Top of Record extracts

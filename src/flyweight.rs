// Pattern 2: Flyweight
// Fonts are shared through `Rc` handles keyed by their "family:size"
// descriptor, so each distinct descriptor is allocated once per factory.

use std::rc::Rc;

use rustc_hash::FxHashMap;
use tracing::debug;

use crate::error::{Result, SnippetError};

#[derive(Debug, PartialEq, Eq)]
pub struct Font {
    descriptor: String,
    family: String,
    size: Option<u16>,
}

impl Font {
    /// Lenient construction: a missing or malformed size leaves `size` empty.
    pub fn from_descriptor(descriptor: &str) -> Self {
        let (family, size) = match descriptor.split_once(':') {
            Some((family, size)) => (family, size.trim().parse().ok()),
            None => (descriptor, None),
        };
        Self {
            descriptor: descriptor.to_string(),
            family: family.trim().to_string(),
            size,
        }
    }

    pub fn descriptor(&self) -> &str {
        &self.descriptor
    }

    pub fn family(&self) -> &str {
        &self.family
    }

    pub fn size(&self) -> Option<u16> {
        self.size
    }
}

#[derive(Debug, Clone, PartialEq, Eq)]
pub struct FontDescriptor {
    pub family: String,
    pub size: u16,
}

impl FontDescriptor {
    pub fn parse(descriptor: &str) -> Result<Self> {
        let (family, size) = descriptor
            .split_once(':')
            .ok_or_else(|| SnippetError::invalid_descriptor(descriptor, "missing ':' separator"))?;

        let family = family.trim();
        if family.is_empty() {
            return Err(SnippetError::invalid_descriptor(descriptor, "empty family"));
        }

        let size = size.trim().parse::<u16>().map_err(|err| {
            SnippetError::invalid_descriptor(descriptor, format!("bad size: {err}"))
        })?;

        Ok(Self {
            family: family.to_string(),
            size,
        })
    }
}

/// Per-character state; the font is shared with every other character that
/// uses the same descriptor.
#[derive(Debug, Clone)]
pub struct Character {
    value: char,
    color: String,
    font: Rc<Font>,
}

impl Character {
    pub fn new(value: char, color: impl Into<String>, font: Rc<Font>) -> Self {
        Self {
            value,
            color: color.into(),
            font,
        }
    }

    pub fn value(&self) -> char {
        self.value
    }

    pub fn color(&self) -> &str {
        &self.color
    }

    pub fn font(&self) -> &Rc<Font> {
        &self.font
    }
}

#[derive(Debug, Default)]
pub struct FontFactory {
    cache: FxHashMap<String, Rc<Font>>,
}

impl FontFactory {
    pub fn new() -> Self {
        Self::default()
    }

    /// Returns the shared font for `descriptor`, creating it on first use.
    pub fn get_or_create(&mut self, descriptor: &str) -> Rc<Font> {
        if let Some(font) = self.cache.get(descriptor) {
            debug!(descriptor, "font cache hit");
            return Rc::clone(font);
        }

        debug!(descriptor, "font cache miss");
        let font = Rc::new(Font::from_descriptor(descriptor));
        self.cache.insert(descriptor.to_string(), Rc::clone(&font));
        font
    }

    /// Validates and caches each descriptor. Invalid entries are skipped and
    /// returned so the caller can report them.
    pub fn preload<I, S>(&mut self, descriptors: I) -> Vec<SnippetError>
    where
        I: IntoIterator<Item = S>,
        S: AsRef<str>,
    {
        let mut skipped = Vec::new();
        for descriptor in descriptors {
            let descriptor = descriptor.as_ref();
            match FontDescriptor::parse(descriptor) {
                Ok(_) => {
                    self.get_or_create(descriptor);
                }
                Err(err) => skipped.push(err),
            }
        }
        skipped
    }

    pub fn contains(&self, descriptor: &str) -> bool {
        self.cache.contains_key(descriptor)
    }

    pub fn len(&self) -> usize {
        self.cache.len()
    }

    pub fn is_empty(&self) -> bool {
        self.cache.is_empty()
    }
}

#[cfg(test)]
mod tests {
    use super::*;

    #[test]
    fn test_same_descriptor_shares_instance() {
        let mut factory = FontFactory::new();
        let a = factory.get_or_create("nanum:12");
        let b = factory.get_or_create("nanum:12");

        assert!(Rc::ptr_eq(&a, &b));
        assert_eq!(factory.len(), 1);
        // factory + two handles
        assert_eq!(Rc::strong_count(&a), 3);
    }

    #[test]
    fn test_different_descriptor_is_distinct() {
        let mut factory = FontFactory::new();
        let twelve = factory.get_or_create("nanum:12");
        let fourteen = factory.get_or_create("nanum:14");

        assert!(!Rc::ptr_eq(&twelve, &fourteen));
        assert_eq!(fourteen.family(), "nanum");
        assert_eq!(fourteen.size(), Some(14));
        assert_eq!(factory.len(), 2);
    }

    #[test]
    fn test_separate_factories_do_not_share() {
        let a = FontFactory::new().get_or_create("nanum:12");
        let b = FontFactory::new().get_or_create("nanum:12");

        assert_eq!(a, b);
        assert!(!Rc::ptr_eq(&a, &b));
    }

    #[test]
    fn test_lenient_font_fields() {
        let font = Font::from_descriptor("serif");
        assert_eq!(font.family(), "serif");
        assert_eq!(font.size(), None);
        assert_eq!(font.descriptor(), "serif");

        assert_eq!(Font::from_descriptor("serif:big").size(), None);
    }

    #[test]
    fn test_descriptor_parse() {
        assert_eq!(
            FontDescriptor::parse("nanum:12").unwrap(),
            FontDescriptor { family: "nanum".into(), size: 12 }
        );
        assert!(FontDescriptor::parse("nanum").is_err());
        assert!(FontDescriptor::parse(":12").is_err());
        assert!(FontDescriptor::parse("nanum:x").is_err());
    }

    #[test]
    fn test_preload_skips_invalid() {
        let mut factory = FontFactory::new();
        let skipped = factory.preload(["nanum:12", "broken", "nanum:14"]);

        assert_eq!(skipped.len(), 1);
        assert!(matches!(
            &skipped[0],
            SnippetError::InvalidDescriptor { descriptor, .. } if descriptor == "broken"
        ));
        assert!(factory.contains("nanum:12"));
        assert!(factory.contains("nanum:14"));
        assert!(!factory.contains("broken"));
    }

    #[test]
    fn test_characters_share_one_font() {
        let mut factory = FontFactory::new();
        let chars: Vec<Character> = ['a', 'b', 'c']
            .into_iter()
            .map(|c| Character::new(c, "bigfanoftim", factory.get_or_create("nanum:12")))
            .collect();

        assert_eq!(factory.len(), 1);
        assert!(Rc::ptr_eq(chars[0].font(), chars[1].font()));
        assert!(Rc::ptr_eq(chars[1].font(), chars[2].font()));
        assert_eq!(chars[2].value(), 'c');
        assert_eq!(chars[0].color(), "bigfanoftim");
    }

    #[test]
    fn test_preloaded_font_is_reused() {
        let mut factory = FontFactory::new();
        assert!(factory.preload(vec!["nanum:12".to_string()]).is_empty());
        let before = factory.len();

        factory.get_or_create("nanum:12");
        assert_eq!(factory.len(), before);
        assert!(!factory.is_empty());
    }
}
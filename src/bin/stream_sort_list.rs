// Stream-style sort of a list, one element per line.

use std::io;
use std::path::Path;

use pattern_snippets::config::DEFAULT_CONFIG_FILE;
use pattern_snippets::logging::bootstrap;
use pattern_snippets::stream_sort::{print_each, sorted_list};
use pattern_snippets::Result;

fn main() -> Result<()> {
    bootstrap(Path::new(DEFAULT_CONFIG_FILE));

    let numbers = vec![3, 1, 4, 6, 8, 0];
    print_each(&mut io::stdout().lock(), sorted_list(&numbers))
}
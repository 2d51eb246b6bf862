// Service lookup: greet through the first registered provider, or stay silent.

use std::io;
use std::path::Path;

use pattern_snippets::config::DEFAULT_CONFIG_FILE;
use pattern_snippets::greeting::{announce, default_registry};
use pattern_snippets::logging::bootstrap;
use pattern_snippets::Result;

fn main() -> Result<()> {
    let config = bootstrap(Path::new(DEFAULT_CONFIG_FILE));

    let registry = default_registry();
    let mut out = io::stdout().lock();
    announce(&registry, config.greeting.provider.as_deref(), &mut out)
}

Bottom of Record extracts

◆ **Exercise details**: Pull every line containing the word "trim" out of the entries above.

◆ **Reply to the exercise**:
            Some((family, size)) => (family, size.trim().parse().ok()),
            family: family.trim().to_string(),
        let family = family.trim();
        let size = size.trim().parse::<u16>().map_err(|err| {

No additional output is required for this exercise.